Some people ask, what is the harm in preparing for the extremely remote and mostly hypothetical possibility of the need for violent revolution. After all, if (as is most likely), that day never comes about, nothing will come of it. But I see a number of things wrong with forming private armies and constantly gearing up for war. Some are views I have long held; others are brought into sharper focus by the recent events on the Bundy Ranch.
The militia movement is heavily fear-based. Let's face it. People do not, in fact, invest so much energy and world view as militia members do in something they consider an extremely remote and mostly hypothetical possibility. People only invest such energy in something they see as a real danger. David Frum offers a revealing quote from Wayne LaPierre of the NRA:
We know, in the world that surrounds us, there are terrorists and home invaders and drug cartels and carjackers and knockout gamers and rapers, haters, campus killers, airport killers, shopping-mall killers, road-rage killers, and killers who scheme to destroy our country with massive storms of violence against our power grids or vicious waves of chemicals or disease that could collapse the society that sustains us all. I ask you. Do you trust this government to protect you?Frum suggests that this is a good way of expressing racial anxiety without ever actually mentioning race. But to me what is truly extraordinary is the level of pure anxiety at work here. The overall message is loud and clear -- Be afraid. Be very afraid. Or consider this response to sale of a "smart" gun electronically programmed to be fired only by its owner,“If Iran fires a ship launched missile with EMP causing nuke that explodes at 50,000 ft off shore that fries my electronics … will my gun function?” So apparently this person considers being hit by an Iranian missile to be a serious danger.
Fear undermines trust is essential to the working of a civic society. Franklin Delano Roosevelt was wrong in saying that we have nothing to fear but fear itself, but underneath it is a real point -- that exaggerated fear can amplify manageable dangers. Fear is, IMO, the most powerful of all emotions because it is the only one that taps directly into the self-preservation instinct. And taping into the self-preservation instinct taps into, not just our animal nature, but our cornered animal nature. And we all know how dangerous a cornered animal is. Certainly, it is my opinion that fear is a greater threat to democracy than power lust because the most power-crazed leader is harmless without followers. And what is most likely to motivate followers is fear. Robert Altemeyer's hypothesis is the same; he found that authoritarians score high on the fear scale and the sense that the world is about to collapse into chaos, and that fear leads to aggression.

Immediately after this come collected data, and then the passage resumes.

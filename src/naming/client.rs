use crate::common::{
    ServiceNameBuilder, NamingClientInitialize, ServiceDeregister, ServiceRegister,
    ServiceResolve,
};
use crate::naming::{
    beat::{BeatReactor, BeatTarget},
    cache::ServiceInfoHolder,
    common::{NamingError, DEFAULT_CACHE_MILLIS},
    config::NamingClientOptions,
    model::{
        BeatInfo, DeregisterInstanceParam, Instance, RegisterInstanceParam,
        SelectInstancesParam, ServiceInfo,
    },
    proxy::NamingProxy,
};
use crate::RegistryError;
use snafu::ResultExt;
use std::{collections::HashMap, sync::Arc, time::Duration};
use tokio::{sync::Mutex, task::JoinHandle};

/// Client of the naming server: registers instances (keeping ephemeral ones alive
/// with heartbeats) and looks services up through a local cache that is refreshed
/// in the background.
#[derive(Debug)]
pub struct NamingClient {
    proxy: Arc<NamingProxy>,
    beat_reactor: BeatReactor,
    holder: Arc<ServiceInfoHolder>,
    beat_interval_ms: u64,
    updaters: Mutex<HashMap<String, JoinHandle<()>>>,
}

impl NamingClient {
    pub fn new(options: NamingClientOptions) -> Result<Self, RegistryError> {
        let config = options.client_config();
        let proxy = Arc::new(
            NamingProxy::new(options.servers().to_vec(), config)
                .context(NamingClientInitialize {})?,
        );

        tracing::info!(
            "Naming client created for {} server(s), namespace '{}'",
            options.servers().len(),
            config.namespace_id()
        );

        Ok(Self {
            beat_reactor: BeatReactor::new(Arc::clone(&proxy)),
            holder: Arc::new(ServiceInfoHolder::new(config)),
            beat_interval_ms: config.beat_interval_ms(),
            proxy,
            updaters: Mutex::new(HashMap::new()),
        })
    }

    /// Register an instance, ephemeral instances also get a heartbeat loop.
    pub async fn register_instance(
        &self,
        param: RegisterInstanceParam,
    ) -> Result<bool, RegistryError> {
        let instance = param.to_instance();

        self.proxy
            .register_service(&param.service_name, &param.group_name, &instance)
            .await
            .context(ServiceRegister {
                service: param.service_name.clone(),
                instance: format!("{}:{}", param.ip, param.port),
            })?;

        if param.ephemeral {
            let target = BeatTarget {
                beat: BeatInfo {
                    ip: param.ip.clone(),
                    port: param.port,
                    weight: param.weight,
                    service_name: param.service_name.clone(),
                    cluster: param.cluster_name.clone(),
                    metadata: param.metadata.clone(),
                    scheduled: false,
                    period: self.beat_interval_ms,
                    stopped: false,
                },
                group: param.group_name.clone(),
                instance,
            };
            self.beat_reactor.add_beat_info(target).await;
        }

        Ok(true)
    }

    /// Stop the heartbeat, then remove the instance from the server.
    pub async fn deregister_instance(
        &self,
        param: DeregisterInstanceParam,
    ) -> Result<bool, RegistryError> {
        if param.ephemeral {
            self.beat_reactor
                .remove_beat_info(&param.service_name, &param.group_name, &param.ip, param.port)
                .await;
        }

        let instance = Instance {
            instance_id: String::new(),
            ip: param.ip.clone(),
            port: param.port,
            weight: 0.0,
            healthy: false,
            enabled: false,
            ephemeral: param.ephemeral,
            cluster_name: param.cluster.clone(),
            service_name: param.service_name.clone(),
            metadata: HashMap::new(),
        };

        self.proxy
            .deregister_service(&param.service_name, &param.group_name, &instance)
            .await
            .context(ServiceDeregister {
                service: param.service_name.clone(),
                instance: format!("{}:{}", param.ip, param.port),
            })?;

        Ok(true)
    }

    /// Service info from the cache, fetched from the server on first use and
    /// refreshed in the background from then on.
    pub async fn get_service(
        &self,
        service: &str,
        group: &str,
        clusters: &[String],
    ) -> Result<ServiceInfo, RegistryError> {
        let key = ServiceNameBuilder::new(service, group)
            .with_clusters(clusters)
            .build()?;

        if let Some(info) = self.holder.get(&key).await {
            self.schedule_update(&key, service, group, clusters, info.cache_millis)
                .await;
            return Ok(info);
        }

        let info = self
            .proxy
            .query_list(service, group, clusters, false)
            .await
            .context(ServiceResolve { service })?;
        let info = self.holder.process_service_info(info).await;

        self.schedule_update(&key, service, group, clusters, info.cache_millis)
            .await;
        Ok(info)
    }

    /// Instances whose health matches `healthy_only`, which are enabled and carry weight.
    pub async fn select_instances(
        &self,
        param: SelectInstancesParam,
    ) -> Result<Vec<Instance>, RegistryError> {
        let info = self
            .get_service(&param.service_name, &param.group_name, &param.clusters)
            .await?;

        let selected: Vec<Instance> = info
            .hosts
            .into_iter()
            .filter(|i| i.healthy == param.healthy_only && i.enabled && i.weight > 0.0)
            .collect();

        if selected.is_empty() {
            return Err(RegistryError::ServiceResolve {
                service: param.service_name.clone(),
                source: NamingError::EmptyInstanceList {
                    service: param.service_name,
                },
            });
        }

        Ok(selected)
    }

    /// Stop all heartbeat loops and cache refresh tasks.
    pub async fn shutdown(&self) {
        self.beat_reactor.shutdown().await;
        for (key, handle) in self.updaters.lock().await.drain() {
            tracing::debug!("Stopping service update task for {}", key);
            handle.abort();
        }
    }

    pub async fn beat_count(&self) -> usize {
        self.beat_reactor.beat_count().await
    }

    pub fn namespace_id(&self) -> &str {
        self.proxy.namespace_id()
    }

    async fn schedule_update(
        &self,
        key: &str,
        service: &str,
        group: &str,
        clusters: &[String],
        cache_millis: u64,
    ) {
        let mut updaters = self.updaters.lock().await;
        if updaters.contains_key(key) {
            return;
        }

        let proxy = Arc::clone(&self.proxy);
        let holder = Arc::clone(&self.holder);
        let service = service.to_string();
        let group = group.to_string();
        let clusters = clusters.to_vec();
        let mut refresh = refresh_interval(cache_millis);

        let handle = tokio::spawn(async move {
            loop {
                tokio::time::sleep(refresh).await;
                match proxy.query_list(&service, &group, &clusters, false).await {
                    Ok(info) => {
                        let info = holder.process_service_info(info).await;
                        refresh = refresh_interval(info.cache_millis);
                    }
                    Err(e) => {
                        tracing::warn!("Failed to refresh service {}@@{}: {}", group, service, e);
                    }
                }
            }
        });

        updaters.insert(key.to_string(), handle);
    }
}

impl Drop for NamingClient {
    fn drop(&mut self) {
        if let Ok(mut updaters) = self.updaters.try_lock() {
            updaters.drain().for_each(|(_, h)| h.abort());
        }
    }
}

fn refresh_interval(cache_millis: u64) -> Duration {
    let millis = if cache_millis == 0 {
        DEFAULT_CACHE_MILLIS
    } else {
        cache_millis
    };
    Duration::from_millis(millis.max(1000))
}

The militia movement assumes that only brute force matters. Hobbes can say that clubs are trumps, but he was, after all, describing a society emerging from an extended civil war. Mao could say that political power grows from the barrel of a gun, but he was describing a country in which legitimate, functioning government had broken down entirely. This is a topic I have commented on before. Moral authority and trust are what make the civic society work. The assumption that only brute force matters leads to "a Hobbesian “war of every man against every man” in which we no longer have genuine neighbors, only potential enemies." Freedom and democracy depend, not on the constant threat of force, but the renunciation of force as a political tactic. Security is never won by an ever-escalating arms race. And the sort of society that would arise from what the militia movement proposes would not be democratic government, or no government, but government by whoever has the biggest arsenal -- a most undesirable state of affairs.
And finally, the tendency to faction is deeply rooted in human nature. Any movement will be riven with factions; it is simply human nature to do so. The question is not how to avoid factions, but how to keep them within civilized bounds. Militia members will presumably tell you that the best way to restrain factions is to arm them to the teeth and give them military drill so they will all know the consequences of stepping over the line. See all my sub-headings above for why I don't think this would be a good idea. There are two main reasons revolutions so often end up devouring their children. One is the innate human tendency to factions. People who stand united in considering the status quo unacceptable may have very different view on what should replace it. The other is lies rooted in guns and the brute force mentality. Once you accept violence as a legitimate way of resolving political differences, the habit can be very hard to break. I have long believed that if, by some miracle, the militia movement ever did take over the country, the different factions would be at each other's throats in no time. As events at Bundy Ranch have shown, it may happen ever quicker than that.